Legal
RBC Joins Others In Suing Clients Following Singapore Market Plunge - Report
Royal Bank of Canada sued three private wealth clients in Singapore, joining companies including Goldman Sachs Group Inc. seeking money owed by customers after an October stock plunge.
Royal
Bank of Canada sued three private wealth clients in
Singapore, joining companies including Goldman Sachs Group
seeking money owed by customers after an October stock plunge,
according to Bloomberg.
The Toronto-listed bank declined to comment to
WealthBriefing when contacted about the matter.

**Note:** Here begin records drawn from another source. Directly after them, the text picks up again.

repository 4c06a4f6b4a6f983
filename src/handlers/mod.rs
pub mod health_handler;
pub mod quiz_handler;

use actix_web::{error::JsonPayloadError, web, HttpRequest};

use crate::errors::AppError;

pub use health_handler::{health_check, root};
pub use quiz_handler::generate_quizzes;

/// Reports malformed request bodies in the same JSON error shape as every
/// other failure.
pub fn json_config() -> web::JsonConfig {
    web::JsonConfig::default().error_handler(|err: JsonPayloadError, _req: &HttpRequest| {
        AppError::InvalidRequest(err.to_string()).into()
    })
}

pub fn configure(cfg: &mut web::ServiceConfig) {
    cfg.app_data(json_config())
        .service(root)
        .service(health_check)
        .service(generate_quizzes);
}
pub mod app_state;
pub mod auth;
pub mod config;
pub mod constants;
pub mod errors;
pub mod handlers;
pub mod middleware;
pub mod models;
pub mod services;

#[cfg(test)]
pub mod test_utils;
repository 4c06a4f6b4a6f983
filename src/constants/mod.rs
pub mod quiz_prompt;
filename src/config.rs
use secrecy::SecretString;
use std::env;

const DEFAULT_API_KEY: &str = "dev_api_key_change_in_production";

#[derive(Clone, Debug)]
pub struct Config {
    pub web_server_host: String,
    pub web_server_port: u16,
    pub api_key: SecretString,
    pub openai_api_key: SecretString,
    pub openai_api_base: String,
    pub generation_model: String,
    pub generation_temperature: f32,
    pub embedding_model: String,
    pub retrieval_k: usize,
    pub chunk_size: usize,
    pub chunk_overlap: usize,
}

impl Config {
    pub fn from_env() -> Self {
        Self {
            web_server_host: env::var("WEB_SERVER_HOST")
                .unwrap_or_else(|_| "localhost".to_string()),
            web_server_port: parse_env("WEB_SERVER_PORT", 8080),
            api_key: SecretString::from(
                env::var("API_KEY").unwrap_or_else(|_| DEFAULT_API_KEY.to_string()),
            ),
            openai_api_key: SecretString::from(env::var("OPENAI_API_KEY").unwrap_or_default()),
            openai_api_base: env::var("OPENAI_API_BASE")
                .unwrap_or_else(|_| "https://api.openai.com/v1".to_string()),
            generation_model: env::var("GENERATION_MODEL")
                .unwrap_or_else(|_| "gpt-4o-mini".to_string()),
            generation_temperature: parse_env("GENERATION_TEMPERATURE", 0.7),
            embedding_model: env::var("EMBEDDING_MODEL")
                .unwrap_or_else(|_| "text-embedding-3-small".to_string()),
            retrieval_k: parse_env("RETRIEVAL_K", 4),
            chunk_size: parse_env("CHUNK_SIZE", 1000),
            chunk_overlap: parse_env("CHUNK_OVERLAP", 100),
        }
    }

    /// Validate that production-critical configuration is set
    /// Panics if required secrets are missing or using default values
    pub fn validate_for_production(&self) {
        use secrecy::ExposeSecret;

        let api_key = self.api_key.expose_secret();

        if api_key == DEFAULT_API_KEY {
            panic!("FATAL: API_KEY is using default value! Set API_KEY environment variable.");
        }

        if api_key.len() < 16 {
            panic!(
                "FATAL: API_KEY is too short ({}). Must be at least 16 characters.",
                api_key.len()
            );
        }

        if self.openai_api_key.expose_secret().is_empty() {
            panic!("FATAL: OPENAI_API_KEY is not set.");
        }

        if self.chunk_overlap >= self.chunk_size {
            panic!(
                "FATAL: CHUNK_OVERLAP ({}) must be smaller than CHUNK_SIZE ({}).",
                self.chunk_overlap, self.chunk_size
            );
        }
    }

    #[cfg(test)]
    pub fn test_config() -> Self {
        Self {
            web_server_host: "127.0.0.1".to_string(),
            web_server_port: 8080,
            api_key: SecretString::from("test_api_key".to_string()),
            openai_api_key: SecretString::from("sk-test".to_string()),
            openai_api_base: "http://localhost:9999/v1".to_string(),
            generation_model: "test-model".to_string(),
            generation_temperature: 0.0,
            embedding_model: "test-embedding".to_string(),
            retrieval_k: 4,
            chunk_size: 200,
            chunk_overlap: 20,
        }
    }
}

fn parse_env<T: std::str::FromStr>(key: &str, default: T) -> T {
    env::var(key)
        .ok()
        .and_then(|v| v.trim().parse().ok())
        .unwrap_or(default)
}
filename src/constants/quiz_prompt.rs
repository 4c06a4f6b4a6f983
/// Instruction template for one quiz question.
///
/// Placeholders: `{attribute_collection}` (topic, language and question type),
/// `{context}` (retrieved passages) and `{format_instructions}` (output schema).
pub const QUIZZIFY_PROMPT: &str = "You are a subject matter expert writing quiz questions for students.

Request: {attribute_collection}

Follow these instructions to create ONE quiz question:
1. Base the question strictly on the context below. Do not use facts that the context does not support.
2. Write every human-readable field in the requested language.
3. Produce exactly the question type that was requested, using the field names of the output schema.
4. Make distractors, blanks and pairs plausible but unambiguous, so that exactly one reading is correct.
5. Keep the explanation short and point back to the context.
6. Do not number the question, and do not wrap it in an array or any other object.

Context:
{context}

{format_instructions}
";
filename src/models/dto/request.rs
use serde::{Deserialize, Serialize};
use validator::Validate;

pub const DEFAULT_LANGUAGE: &str = "en";

#[derive(Debug, Clone, Deserialize, Serialize, Validate)]
pub struct GenerateQuizzesRequest {
    #[validate(length(min = 1, message = "topic must not be empty"))]
    pub topic: String,

    #[validate(range(min = 1, max = 10, message = "n_questions must be between 1 and 10"))]
    pub n_questions: i64,

    #[validate(url(message = "file_url must be a valid URL"))]
    pub file_url: String,

    #[validate(length(min = 1, message = "file_type must not be empty"))]
    pub file_type: String,

    #[serde(default)]
    #[validate(length(min = 1, max = 16))]
    pub lang: Option<String>,

    pub question_type: String,
}

impl GenerateQuizzesRequest {
    pub fn lang(&self) -> &str {
        self.lang.as_deref().unwrap_or(DEFAULT_LANGUAGE)
    }
}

The report said that Blumont Group’s executive chairman Neo Kim
Hock and executive director James Hong and businessman Nelson
Fernandez owe RBC a total of $63.3 million, according to lawsuits
filed in the Singapore High Court. The men refused to pay after
shares in companies such as Blumont, Asiasons Capital and
LionGold Corp, held as security, tumbled in the October crash,
the bank said in court papers.
This brings the total banks and brokers are seeking to recover
from the crash to at least $210 million.
Last week, Singapore’s central bank and other authorities have
expanded a probe into suspected stock-trading irregularities
around the plunge of the three commodity companies that erased
$6.9 billion in market value. Investigators are seeking
electronic data from Neo, Hong and executives from six other
companies.
Royal Bank is seeking $22.8 million from Neo, $17.8 million from
Hong and $22.7 million from Fernandez. All three men applied to
open accounts with the bank in April 2013 and had as much as $30
million each in credit facilities, the report said.
The bank’s lawsuit against Hong “has no prospect of success” and
should be dismissed as it’s frivolous, Hong was quoted. as
saying. Neo and Fernandez haven’t filed their defences, the
report said, adding they did not respond to enquiries.